*** Input records
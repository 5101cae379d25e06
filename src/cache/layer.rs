//! Cache layer that orchestrates cache-aside lookups against an upstream fetcher.

use chrono::{DateTime, Duration, Utc};
use color_eyre::eyre::eyre;
use std::fmt::Display;
use std::future::Future;
use std::sync::Arc;
use tracing::{debug, warn};

use crate::config::{CacheBackend, CacheConfig};

use super::storage::{CacheStorage, CachedEntry, MemoryStorage, NoopStorage, SqliteStorage};
use super::traits::{CacheResult, Cacheable, QueryKey};

/// Source of "now" for expiry decisions.
pub type Clock = Arc<dyn Fn() -> DateTime<Utc> + Send + Sync>;

/// Cache layer that manages caching logic and upstream fetching.
///
/// Entries are served until their TTL elapses and are never invalidated early.
/// The store failing is not fatal: lookups fall through to the fetcher.
pub struct CacheLayer {
  storage: Arc<dyn CacheStorage>,
  /// How long an entry is served after being written
  ttl: Duration,
  clock: Clock,
}

impl CacheLayer {
  /// Create a new cache layer with the given storage backend.
  pub fn new(storage: Arc<dyn CacheStorage>) -> Self {
    Self {
      storage,
      ttl: Duration::hours(1),
      clock: Arc::new(Utc::now),
    }
  }

  /// Open the configured backend. Fails if the SQLite store can't be opened.
  pub fn from_config(config: &CacheConfig) -> color_eyre::Result<Self> {
    let storage: Arc<dyn CacheStorage> = match config.backend {
      CacheBackend::Sqlite => Arc::new(SqliteStorage::open(&config.resolved_path()?)?),
      CacheBackend::Memory => Arc::new(MemoryStorage::new()),
      CacheBackend::None => Arc::new(NoopStorage),
    };
    Ok(Self::new(storage).with_ttl(config.ttl()))
  }

  /// Set the time-to-live for cached entries.
  pub fn with_ttl(mut self, ttl: Duration) -> Self {
    self.ttl = ttl;
    self
  }

  /// Replace the wall clock.
  #[allow(dead_code)]
  pub fn with_clock(mut self, clock: Clock) -> Self {
    self.clock = clock;
    self
  }

  pub fn storage(&self) -> &Arc<dyn CacheStorage> {
    &self.storage
  }

  /// Fetch a list with cache-aside strategy.
  ///
  /// 1. Check cache - if present and unexpired, return it without calling `fetcher`
  /// 2. Otherwise call `fetcher`
  /// 3. On success, store the list for one TTL and return it
  /// 4. On failure, return the fetcher's error untouched; nothing is stored
  ///
  /// Errors from the store itself are logged and bypassed.
  pub async fn fetch_list<K, T, E, F, Fut>(
    &self,
    key: &K,
    fetcher: F,
  ) -> Result<CacheResult<Vec<T>>, E>
  where
    K: QueryKey,
    T: Cacheable,
    E: Display,
    F: FnOnce() -> Fut,
    Fut: Future<Output = Result<Vec<T>, E>>,
  {
    let cache_key = key.cache_key();
    let now = (self.clock)();
    let mut store_available = true;

    // Check cache first
    match self.storage.get(&cache_key) {
      Ok(Some(cached)) if !cached.is_expired(now) => {
        match serde_json::from_slice::<Vec<T>>(&cached.data) {
          Ok(data) => {
            debug!(key = %cache_key, entity = T::entity_type(), "cache hit");
            return Ok(CacheResult::from_cache(data, cached.cached_at));
          }
          Err(e) => {
            warn!(key = %cache_key, error = %e, "discarding undecodable cache entry");
          }
        }
      }
      Ok(Some(_)) => debug!(key = %cache_key, "cache entry expired"),
      Ok(None) => debug!(key = %cache_key, "cache miss"),
      Err(e) => {
        warn!(key = %cache_key, error = %e, "cache unavailable, bypassing");
        store_available = false;
      }
    }

    let data = fetcher().await.map_err(|e| {
      debug!(key = %cache_key, error = %e, "fetch for {} failed", key.description());
      e
    })?;

    if !store_available {
      return Ok(CacheResult::bypassed(data));
    }

    match self.store(&cache_key, &data, now) {
      Ok(()) => Ok(CacheResult::from_network(data)),
      Err(e) => {
        warn!(key = %cache_key, error = %e, "failed to write cache entry");
        Ok(CacheResult::bypassed(data))
      }
    }
  }

  fn store<T: Cacheable>(
    &self,
    cache_key: &str,
    data: &[T],
    now: DateTime<Utc>,
  ) -> color_eyre::Result<()> {
    let expires_at = now
      .checked_add_signed(self.ttl)
      .ok_or_else(|| eyre!("ttl of {}s overflows the expiry time", self.ttl.num_seconds()))?;
    let entry = CachedEntry {
      data: serde_json::to_vec(data)?,
      cached_at: now,
      expires_at,
    };
    self.storage.put(cache_key, &entry)
  }

  /// Delete expired entries from the store.
  pub fn purge_expired(&self) -> color_eyre::Result<usize> {
    self.storage.purge_expired((self.clock)())
  }
}

impl Clone for CacheLayer {
  fn clone(&self) -> Self {
    Self {
      storage: Arc::clone(&self.storage),
      ttl: self.ttl,
      clock: Arc::clone(&self.clock),
    }
  }
}

#[cfg(test)]
mod tests {
  use super::*;
  use crate::cache::{CacheSource, MemoryStorage};
  use color_eyre::eyre::eyre;
  use serde::{Deserialize, Serialize};
  use std::sync::atomic::{AtomicUsize, Ordering};
  use std::sync::Mutex;

  #[derive(Debug, Clone, PartialEq, Serialize, Deserialize)]
  struct Item(u32);

  impl Cacheable for Item {
    fn entity_type() -> &'static str {
      "item"
    }
  }

  struct Key(&'static str);

  impl QueryKey for Key {
    fn cache_key(&self) -> String {
      self.0.to_string()
    }

    fn description(&self) -> String {
      self.0.to_string()
    }
  }

  /// A store whose every operation fails.
  struct BrokenStorage;

  impl CacheStorage for BrokenStorage {
    fn get(&self, _key: &str) -> color_eyre::Result<Option<CachedEntry>> {
      Err(eyre!("connection refused"))
    }

    fn put(&self, _key: &str, _entry: &CachedEntry) -> color_eyre::Result<()> {
      Err(eyre!("connection refused"))
    }

    fn purge_expired(&self, _now: DateTime<Utc>) -> color_eyre::Result<usize> {
      Err(eyre!("connection refused"))
    }

    fn ping(&self) -> bool {
      false
    }
  }

  fn manual_clock(start: DateTime<Utc>) -> (Arc<Mutex<DateTime<Utc>>>, Clock) {
    let now = Arc::new(Mutex::new(start));
    let handle = Arc::clone(&now);
    (now, Arc::new(move || *handle.lock().unwrap()))
  }

  async fn counted(calls: &AtomicUsize, items: Vec<Item>) -> Result<Vec<Item>, String> {
    calls.fetch_add(1, Ordering::SeqCst);
    Ok(items)
  }

  #[tokio::test]
  async fn test_miss_then_hit() {
    let layer = CacheLayer::new(Arc::new(MemoryStorage::new()));
    let calls = AtomicUsize::new(0);

    let first = layer
      .fetch_list(&Key("k"), || counted(&calls, vec![Item(1)]))
      .await
      .unwrap();
    assert_eq!(first.source, CacheSource::Network);
    assert_eq!(first.data, vec![Item(1)]);

    let second = layer
      .fetch_list(&Key("k"), || counted(&calls, vec![Item(2)]))
      .await
      .unwrap();
    assert_eq!(second.source, CacheSource::Cache);
    assert_eq!(second.data, vec![Item(1)]);
    assert_eq!(calls.load(Ordering::SeqCst), 1);
  }

  #[tokio::test]
  async fn test_ttl_expiry() {
    let start = Utc::now();
    let (now, clock) = manual_clock(start);
    let layer = CacheLayer::new(Arc::new(MemoryStorage::new())).with_clock(clock);
    let calls = AtomicUsize::new(0);

    layer
      .fetch_list(&Key("k"), || counted(&calls, vec![Item(1)]))
      .await
      .unwrap();

    // Just before the hour: still served from cache
    *now.lock().unwrap() = start + Duration::hours(1) - Duration::milliseconds(1);
    let cached = layer
      .fetch_list(&Key("k"), || counted(&calls, vec![Item(2)]))
      .await
      .unwrap();
    assert_eq!(cached.data, vec![Item(1)]);
    assert_eq!(calls.load(Ordering::SeqCst), 1);

    // At exactly one hour the entry is expired
    *now.lock().unwrap() = start + Duration::hours(1);
    let refreshed = layer
      .fetch_list(&Key("k"), || counted(&calls, vec![Item(2)]))
      .await
      .unwrap();
    assert_eq!(refreshed.source, CacheSource::Network);
    assert_eq!(refreshed.data, vec![Item(2)]);
    assert_eq!(calls.load(Ordering::SeqCst), 2);
  }

  #[tokio::test]
  async fn test_failure_is_not_cached() {
    let layer = CacheLayer::new(Arc::new(MemoryStorage::new()));

    let failed: Result<CacheResult<Vec<Item>>, String> = layer
      .fetch_list(&Key("k"), || async { Err("503".to_string()) })
      .await;
    assert_eq!(failed.unwrap_err(), "503");

    let calls = AtomicUsize::new(0);
    let next = layer
      .fetch_list(&Key("k"), || counted(&calls, vec![Item(7)]))
      .await
      .unwrap();
    assert_eq!(next.source, CacheSource::Network);
    assert_eq!(calls.load(Ordering::SeqCst), 1);
  }

  #[tokio::test]
  async fn test_empty_success_is_cached() {
    let layer = CacheLayer::new(Arc::new(MemoryStorage::new()));
    let calls = AtomicUsize::new(0);

    for _ in 0..2 {
      let result = layer
        .fetch_list(&Key("k"), || counted(&calls, Vec::new()))
        .await
        .unwrap();
      assert!(result.data.is_empty());
    }
    assert_eq!(calls.load(Ordering::SeqCst), 1);
  }

  #[tokio::test]
  async fn test_store_unavailable_fails_open() {
    let layer = CacheLayer::new(Arc::new(BrokenStorage));
    let calls = AtomicUsize::new(0);

    let result = layer
      .fetch_list(&Key("k"), || counted(&calls, vec![Item(3)]))
      .await
      .unwrap();
    assert_eq!(result.source, CacheSource::Bypass);
    assert_eq!(result.data, vec![Item(3)]);
  }

  #[tokio::test]
  async fn test_overflowing_expiry_is_served_uncached() {
    let storage = Arc::new(MemoryStorage::new());
    let layer = CacheLayer::new(storage.clone()).with_ttl(Duration::milliseconds(i64::MAX));
    let calls = AtomicUsize::new(0);

    let result = layer
      .fetch_list(&Key("k"), || counted(&calls, vec![Item(4)]))
      .await
      .unwrap();
    assert_eq!(result.source, CacheSource::Bypass);
    assert_eq!(result.data, vec![Item(4)]);
    assert!(storage.get("k").unwrap().is_none());
  }

  #[test]
  fn test_from_config_opens_only_the_cache_file() {
    let dir = std::env::temp_dir().join(format!("sword-proxy-layer-{}", std::process::id()));
    std::fs::create_dir_all(&dir).unwrap();
    let path = dir.join("cache.db");
    let config = CacheConfig {
      path: Some(path.clone()),
      ttl_secs: 60,
      ..CacheConfig::default()
    };

    let layer = CacheLayer::from_config(&config).unwrap();
    assert_eq!(layer.ttl, Duration::seconds(60));
    assert_eq!(layer.purge_expired().unwrap(), 0);
    assert!(path.exists());
    assert!(!dir.join("mirror.db").exists());

    std::fs::remove_dir_all(&dir).unwrap();
  }

  #[test]
  fn test_from_config_reports_unopenable_store() {
    // A regular file where the parent directory should be
    let file = std::env::temp_dir().join(format!("sword-proxy-blocker-{}", std::process::id()));
    std::fs::write(&file, b"").unwrap();
    let config = CacheConfig {
      path: Some(file.join("cache.db")),
      ..CacheConfig::default()
    };
    assert!(CacheLayer::from_config(&config).is_err());

    std::fs::remove_file(&file).unwrap();
  }

  #[tokio::test]
  async fn test_undecodable_entry_is_a_miss() {
    let storage = Arc::new(MemoryStorage::new());
    let now = Utc::now();
    storage
      .put(
        "k",
        &CachedEntry {
          data: b"not json".to_vec(),
          cached_at: now,
          expires_at: now + Duration::hours(1),
        },
      )
      .unwrap();

    let layer = CacheLayer::new(storage);
    let calls = AtomicUsize::new(0);
    let result = layer
      .fetch_list(&Key("k"), || counted(&calls, vec![Item(4)]))
      .await
      .unwrap();
    assert_eq!(result.data, vec![Item(4)]);
    assert_eq!(calls.load(Ordering::SeqCst), 1);
  }

  #[tokio::test]
  async fn test_concurrent_misses_both_fetch() {
    let storage = Arc::new(MemoryStorage::new());
    let layer = CacheLayer::new(storage.clone());
    let calls = &AtomicUsize::new(0);
    let barrier = &tokio::sync::Barrier::new(2);

    let fetch = move || async move {
      calls.fetch_add(1, Ordering::SeqCst);
      // Hold both fetchers until each has missed
      barrier.wait().await;
      Ok::<_, String>(vec![Item(9)])
    };

    let (a, b) = tokio::join!(
      layer.fetch_list(&Key("k"), fetch),
      layer.fetch_list(&Key("k"), fetch)
    );

    assert_eq!(a.unwrap().data, vec![Item(9)]);
    assert_eq!(b.unwrap().data, vec![Item(9)]);
    assert_eq!(calls.load(Ordering::SeqCst), 2);

    let stored = storage.get("k").unwrap().unwrap();
    let cached: Vec<Item> = serde_json::from_slice(&stored.data).unwrap();
    assert_eq!(cached, vec![Item(9)]);
  }
}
******
Required action: Beginning with the very first line of the records above, please retype each line through the one that has "use std::sync::Arc;", and add nothing.

Output of the task:
repository 5101cae379d25e06
filename src/cache/layer.rs
//! Cache layer that orchestrates cache-aside lookups against an upstream fetcher.

use chrono::{DateTime, Duration, Utc};
use color_eyre::eyre::eyre;
use std::fmt::Display;
use std::future::Future;
use std::sync::Arc;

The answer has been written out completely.